Transfer the cake mix into your prepared cake tin. The square cake will need to be baked for approximately one hour, and the round cake for approximately 50 minutes. It is best to bake them in separate ovens-or separately in the same oven-otherwise opening and closing of the oven doorto move one cake can ruin the rising process of the other.

When cooked, remove from the oven and leave to stand for 10 minutes.Turn the cake out onto a wire rack to finish cooling while you prepare your fillings and othernecessities!

Shaping Your Flower Pot Cake

This is a matter of personal choice. As a guideline, try the following idea, you can always adapt it as you go along (with a serrated knife) or stick pieces back on with a dollop of butter cream if it goes wrong...

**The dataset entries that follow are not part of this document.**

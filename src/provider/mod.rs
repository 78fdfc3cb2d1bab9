//! Model provider trait and implementations.

pub mod files;
pub mod google;
pub mod http;

use async_trait::async_trait;

use crate::error::Result;
use crate::types::{FinishReason, GenerationSettings, ModelMessage, ToolCall};

/// A request sent to a model provider.
///
/// The system instruction is carried separately from the message history so
/// before-model hooks can prepend request-scoped context without touching
/// an agent's stored instruction.
#[derive(Debug, Clone)]
pub struct ProviderRequest {
    pub system_instruction: Option<String>,
    pub messages: Vec<ModelMessage>,
    pub settings: GenerationSettings,
    pub tools: Vec<ToolDefinition>,
}

/// Function declaration sent to the provider API.
#[derive(Debug, Clone, serde::Serialize, serde::Deserialize)]
pub struct ToolDefinition {
    pub name: String,
    pub description: String,
    pub parameters: serde_json::Value,
}

/// Response from a provider.
#[derive(Debug, Clone)]
pub struct ProviderResponse {
    pub text: String,
    pub tool_calls: Vec<ToolCall>,
    pub finish_reason: Option<FinishReason>,
}

impl ProviderResponse {
    /// A plain-text response with no function calls.
    pub fn text(text: impl Into<String>) -> Self {
        Self {
            text: text.into(),
            tool_calls: Vec::new(),
            finish_reason: Some(FinishReason::Stop),
        }
    }
}

/// Core trait implemented by all model providers.
#[async_trait]
pub trait ModelProvider: Send + Sync {
    /// The model ID this provider instance serves.
    fn model_id(&self) -> &str;

    /// Generate a response (non-streaming).
    async fn generate(&self, request: &ProviderRequest) -> Result<ProviderResponse>;
}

Cut the cooled, square, cake into 4 equal square shapes. Spread a layer of butter cream between the squares and sandwich them together, one on top of the other; this will give your pot a good outline.

Before you do any decorating, hold the round cake on top of the column of squares to get an idea of the finished shape. (This cake looks great flat on a cake board-no need to reinforce it to keep it upright!)

Lie the square cake column flat on the cake board and cut into a flower pot shape by trimming the edges.When you are happy with the outline, cover both cakes with a layer of butter cream.

Next, cover the whole of both cakes with readymade, pre-coloured, sugar paste-try a brown/ orange colour for the pot part (squares) and a light green background sugar paste for the flower part (round cake.)

Use whichever colour sugar paste you choose for the pot to make a flower pot rim and mould the two cakes together, or, a contrasting colour to look like a ribbon.

Flowers

Sweets-stuck into the green sugar paste-look and taste good. It is also possible to buy readymade sugar flowers from cake shops; just arrange them as a bouquet bursting out from your flower pot.

If you want to spend a little more time making flowers, ready-to-use tubes of icing are the simplest way of doing so. They come complete with nozzles and instructions and the finished effect looks very professional.

To finish off, you could use edible writing gel to write your personal message on the cake.A perfect way to tell someone you appreciate them.